Task to carry out - Please count how many lines of the data include the word "FnOnce". Give only that number in reply.

Supplied records -
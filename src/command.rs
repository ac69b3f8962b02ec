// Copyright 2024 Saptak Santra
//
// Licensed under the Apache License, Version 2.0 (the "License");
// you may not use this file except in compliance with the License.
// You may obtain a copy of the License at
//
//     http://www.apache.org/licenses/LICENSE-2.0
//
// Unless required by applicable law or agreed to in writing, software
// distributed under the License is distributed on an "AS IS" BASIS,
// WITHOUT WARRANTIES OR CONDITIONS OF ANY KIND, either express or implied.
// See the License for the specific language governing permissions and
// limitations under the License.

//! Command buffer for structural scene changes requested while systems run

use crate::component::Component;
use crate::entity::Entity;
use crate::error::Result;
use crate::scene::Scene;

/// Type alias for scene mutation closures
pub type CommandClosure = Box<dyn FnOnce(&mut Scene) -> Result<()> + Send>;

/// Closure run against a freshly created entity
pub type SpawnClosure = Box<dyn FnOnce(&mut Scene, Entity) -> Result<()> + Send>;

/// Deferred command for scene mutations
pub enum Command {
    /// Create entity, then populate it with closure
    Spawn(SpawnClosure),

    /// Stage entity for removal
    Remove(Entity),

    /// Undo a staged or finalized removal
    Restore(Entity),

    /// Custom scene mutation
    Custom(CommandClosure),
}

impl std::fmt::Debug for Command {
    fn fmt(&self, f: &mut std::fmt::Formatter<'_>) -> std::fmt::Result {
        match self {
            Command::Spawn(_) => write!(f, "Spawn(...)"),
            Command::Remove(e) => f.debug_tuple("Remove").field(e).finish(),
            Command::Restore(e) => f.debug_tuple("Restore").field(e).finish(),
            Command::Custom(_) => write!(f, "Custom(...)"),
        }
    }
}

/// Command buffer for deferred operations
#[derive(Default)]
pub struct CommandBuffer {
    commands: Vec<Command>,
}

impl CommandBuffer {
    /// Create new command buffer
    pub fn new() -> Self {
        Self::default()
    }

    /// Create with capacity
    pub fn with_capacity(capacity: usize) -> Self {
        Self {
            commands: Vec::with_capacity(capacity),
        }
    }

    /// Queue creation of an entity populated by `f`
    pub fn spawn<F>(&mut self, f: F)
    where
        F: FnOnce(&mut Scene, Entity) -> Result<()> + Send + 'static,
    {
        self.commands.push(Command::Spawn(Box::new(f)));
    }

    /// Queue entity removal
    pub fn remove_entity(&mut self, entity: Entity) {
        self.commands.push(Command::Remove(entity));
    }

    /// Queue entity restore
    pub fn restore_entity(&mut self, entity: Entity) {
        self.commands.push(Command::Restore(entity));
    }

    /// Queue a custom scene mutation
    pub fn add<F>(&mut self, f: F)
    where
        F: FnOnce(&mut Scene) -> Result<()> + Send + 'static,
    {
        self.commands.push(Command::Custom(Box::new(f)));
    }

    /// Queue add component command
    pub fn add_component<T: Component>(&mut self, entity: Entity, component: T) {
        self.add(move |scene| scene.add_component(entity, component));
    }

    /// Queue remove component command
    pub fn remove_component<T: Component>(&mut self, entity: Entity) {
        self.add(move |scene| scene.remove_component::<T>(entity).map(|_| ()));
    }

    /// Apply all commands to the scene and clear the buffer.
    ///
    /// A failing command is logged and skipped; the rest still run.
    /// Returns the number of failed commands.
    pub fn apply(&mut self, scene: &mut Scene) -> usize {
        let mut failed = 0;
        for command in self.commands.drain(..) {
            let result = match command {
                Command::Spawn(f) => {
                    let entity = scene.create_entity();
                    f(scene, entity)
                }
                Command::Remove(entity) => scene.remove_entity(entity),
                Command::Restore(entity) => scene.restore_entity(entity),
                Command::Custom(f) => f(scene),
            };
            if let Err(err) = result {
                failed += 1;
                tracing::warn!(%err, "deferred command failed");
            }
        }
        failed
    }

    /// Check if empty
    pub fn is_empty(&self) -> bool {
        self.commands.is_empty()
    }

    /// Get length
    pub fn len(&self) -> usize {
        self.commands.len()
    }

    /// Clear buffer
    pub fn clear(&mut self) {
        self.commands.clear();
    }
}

Exercise answer - 4